Roziel Lizmar Borges Arteaga (born 9 September 2001) is a Venezuelan model and beauty pageant titleholder who was crowned as Miss Earth Venezuela 2025. She will represent Venezuela at Miss Earth 2025 in the Philippines.

==Life and career==

=== Early life ===
Borges was born and raised in Maracay, Aragua in Venezuela. She is studying a bachelor's degree in both Law and Modern Languages.

==Pageantry==
Before being appointed Miss Earth Venezuela, Borges had experience in other pageants, including her participation at the Reinado de las Ferias de San José 2022 in Maracay where she ended as first runner-up.
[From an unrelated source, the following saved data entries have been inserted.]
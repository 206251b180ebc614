//! # Corpus Migrate
//!
//! A one-shot batch tool that carries metadata and references from a legacy
//! blog corpus into a restructured one. Both sides are plain directories of
//! Markdown files with a `---`-delimited frontmatter block, split into one
//! directory per locale.
//!
//! # Architecture: Independent Passes
//!
//! ```text
//! frontmatter   target            →  target   (rebuild block to fixed schema)
//! dates         legacy + target   →  target   (patch pubDate from legacy date)
//! tags          legacy + target   →  target   (carry legacy tags over)
//! images        target            →  target   (re-root image references)
//! ```
//!
//! Each pass reads whole files, transforms them in memory and writes them
//! back. Passes do not depend on each other beyond seeing what earlier passes
//! left on disk. Carryover passes match documents across corpora by filename
//! alone and report every target file they could not match.
//!
//! # Module Map
//!
//! | Module | Role |
//! |--------|------|
//! | [`frontmatter`] | Metadata block parsing, total reconstruction, targeted patch |
//! | [`normalize`] | Date and tag canonicalization with explicit fallbacks |
//! | [`index`] | Corpus listing and the filename-keyed migration index |
//! | [`migrate`] | Pass drivers, the four passes, events and reports |
//! | [`rewrite`] | Image path classification and body rewriting |
//! | [`config`] | `migrate.toml` loading, defaults and validation |
//! | [`output`] | CLI formatting of events and pass summaries |
//!
//! # Design Decisions
//!
//! ## Two Ways to Write Frontmatter
//!
//! [`frontmatter::serialize`] rebuilds a whole block and drops anything it is
//! not given; [`frontmatter::replace_field`] changes one value and nothing
//! else. They are separate functions so a pass that means to patch one field
//! cannot drop the others by accident.
//!
//! ## Fallbacks Are Values, Not Log Lines
//!
//! An unreadable date becomes today's date, which is wrong in a way nobody
//! notices later. [`normalize::normalize_date`] returns
//! [`normalize::Normalized::Defaulted`] for that case, passes surface it as a
//! [`migrate::MigrateEvent::DateDefaulted`] and in
//! [`migrate::PassReport::defaulted`], and `strict_dates` turns it into an
//! error.
//!
//! ## Line-Based Frontmatter
//!
//! Legacy frontmatter is not reliably YAML. The codec reads `key: value`
//! lines and simple block sequences, which is all the migration needs, and
//! never fails on a line it does not understand. Target blocks are read as
//! YAML before the tag pass patches them, and only the `tags` entry is
//! rewritten, so fields the line reader cannot represent survive.

pub mod config;
pub mod frontmatter;
pub mod index;
pub mod migrate;
pub mod normalize;
pub mod output;
pub mod rewrite;

#[cfg(test)]
pub(crate) mod test_helpers;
She also won the Face Top Model 2018 and Miss Daiamond Venezuela 2017 oompetitions.

=== Miss and Mister Turismo Venezuela 2022 ===
She represented Falcón state in Miss Turismo Venezuela 2022 at the National Theatre of Venezuela on July 26, 2022. After this, she won the Miss Tourism Planet 2023 competition in Athens, Greece.

She was also one the Top 5 winners at the Beauty of the World 2024 Pageant held in China.

=== Miss Venezuela 2024 ===
Roziel was one the 15 contestans competing for the title of Miss Carabobo 2024 as Miss Juan José Mora municipality, in earns to participate at the Miss Venezuela 2024 pageant.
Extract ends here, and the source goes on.